Однажды вечером, когда он был уже в постели, ветер донес до него звон церковного колокола: какой-то энтузиаст изо всех сил раскачивал веревку, делясь таким способом со всей округой слухом - кстати, ложным - о великом сражении. Услышав этот глас народа, ликующего в ночи, юноша пришел в неистовое волнение. Немного погодя он отправился в спальню матери.

- Мама, я запишусь в армию.

- Не болтай чепухи, Генри, - ответила мать. Она натянула одеяло на лицо. На этом разговор и кончился.

И все же наутро он пошел в город, ближайший к их ферме, и записался в роту волонтеров, которая там формировалась. Когда он вернулся домой, мать доила пеструю корову. Рядом дожидались своей очереди еще четыре коровы.

- Мама, я записался, - робко сказал он.

- На все воля божья, Генри, - помолчав, ответила она и снова начала доить пеструю корову.

Когда юноша стоял на пороге с вещевым мешком за спиной, до того переполненный восторженными предвкушениями, что печаль разлуки с домашним очагом уже не умещалась в его сердце, он увидел, что по морщинистым щекам матери медленно катятся две слезы.

И все-таки она разочаровала его, ни слова не сказав о возвращении со щитом или на щите. Он заранее настроился на трогательную сцену. Он даже приготовил несколько фраз, которые, по его мнению, должны были прозвучать очень красиво. Но она расстроила его планы. Она ожесточенно чистила картошку и говорила:

- Смотри, Генри, береги себя на войне, смотри береги себя. И зря ты думаешь, что можешь одним махом всех мятежников перебить. Не можешь ты этого. Ты еще совсем несмышленый парнишка, а таких парнишек там тьма тьмущая, так что помалкивай и делай что тебе прикажут. Я-то знаю тебя, Генри.

Я тебе связала восемь пар носков, Генри, и положила лучшие твои рубашки, чтобы моему сыночку было тепло и хорошо, не хуже, чем другим солдатам. Как порвешь их, так сразу отсылай мне, я их зачиню.

И товарищей себе выбирай подумавши. В армии много дурных людей. Они там совсем сбились с толку, и им по душе верховодить молоденькими парнишками, которые в первый раз из дому уехали и без материнского присмотра остались, и они учат их пить и ругаться. Ты держись от них в стороне, Генри. И смотри не делай ничего такого, чтобы тебе передо мной стыдно было, когда я узнаю. Ты всякий раз думай, что я смотрю на тебя. И ничего худого тогда с тобой не случится.

И всегда помни, сынок, о своем отце, помни, что он спиртного в рот не брал и редко когда сквернословил.

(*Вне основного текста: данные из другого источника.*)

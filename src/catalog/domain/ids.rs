//! Identifiers for catalog listings and their reviews.

use serde::{Deserialize, Serialize};
use std::fmt;
use uuid::Uuid;

/// Unique identifier for a service listing.
#[derive(Debug, Clone, Copy, PartialEq, Eq, Hash, Serialize, Deserialize)]
#[serde(transparent)]
pub struct ServiceId(Uuid);

impl ServiceId {
    /// Creates a new random listing identifier.
    #[must_use]
    pub fn new() -> Self {
        Self(Uuid::new_v4())
    }

    /// Creates a listing identifier from an existing UUID.
    #[must_use]
    pub const fn from_uuid(uuid: Uuid) -> Self {
        Self(uuid)
    }

    /// Returns the wrapped UUID.
    #[must_use]
    pub const fn into_inner(self) -> Uuid {
        self.0
    }
}

impl Default for ServiceId {
    fn default() -> Self {
        Self::new()
    }
}

impl AsRef<Uuid> for ServiceId {
    fn as_ref(&self) -> &Uuid {
        &self.0
    }
}

impl fmt::Display for ServiceId {
    fn fmt(&self, f: &mut fmt::Formatter<'_>) -> fmt::Result {
        write!(f, "{}", self.0)
    }
}

/// Unique identifier for a listing review.
#[derive(Debug, Clone, Copy, PartialEq, Eq, Hash, Serialize, Deserialize)]
#[serde(transparent)]
pub struct ReviewId(Uuid);

impl ReviewId {
    /// Creates a new random review identifier.
    #[must_use]
    pub fn new() -> Self {
        Self(Uuid::new_v4())
    }

    /// Creates a review identifier from an existing UUID.
    #[must_use]
    pub const fn from_uuid(uuid: Uuid) -> Self {
        Self(uuid)
    }

    /// Returns the wrapped UUID.
    #[must_use]
    pub const fn into_inner(self) -> Uuid {
        self.0
    }
}

impl Default for ReviewId {
    fn default() -> Self {
        Self::new()
    }
}

impl fmt::Display for ReviewId {
    fn fmt(&self, f: &mut fmt::Formatter<'_>) -> fmt::Result {
        write!(f, "{}", self.0)
    }
}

Не знаю, Генри, что мне еще сказать тебе… Только не вздумай, сынок, ради меня от чего-нибудь увиливать. Если уж случится так, что тебе или на смерть идти, или что-нибудь бесчестное сделать, так ты поступай, как тебе совесть велит, потому что на многих женщин свалилась теперь такая беда, и господь не оставит нас в нашем горе.

Не забудь о носках и рубашках, сынок. И еще я положила тебе банку черносмородинного варенья, оно ведь твое любимое. До свидания, Генри. Береги себя и будь хорошим мальчиком.

Слушая ее, он, конечно, еле сдерживал нетерпение. Он ждал совсем другого, и пока она говорила, по его лицу было видно, что он недоволен. Попрощался он с каким-то чувством облегчения.

Но у калитки он все-таки оглянулся и увидел, что мать стоит на коленях среди картофельной шелухи. Поднятое к небу загорелое лицо было залито слезами, исхудалое тело дрожало. Ему вдруг стало стыдно за себя, и он ушел, повесив голову.

По дороге он завернул в школу - повидаться перед отъездом с друзьями. Они окружили его, полные удивления и восторга. Он чувствовал, какая пропасть отделяет его от них, и сердце его наполнялось тихой гордостью. Он и те его товарищи, которые надели синие мундиры, в один день стали необыкновенно значительными, и это было очень приятное ощущение. Они пыжились, как индюки.

Какая-то светловолосая девушка ужасно издевалась над его воинственным задором. Зато там была другая, темноволосая, и он пристально смотрел на нее, и ему показалось, что она притихла и погрустнела при виде его синего мундира и бронзовых пуговиц. Выйдя из школы в дубовую аллею, он оглянулся и увидел, что девушка стоит у окна и смотрит ему вслед. Она сразу отвела глаза и стала смотреть на небо сквозь ветви высокого дуба. Он заметил, как смущенно и потешно она вскинула голову. Потом он часто думал об этом.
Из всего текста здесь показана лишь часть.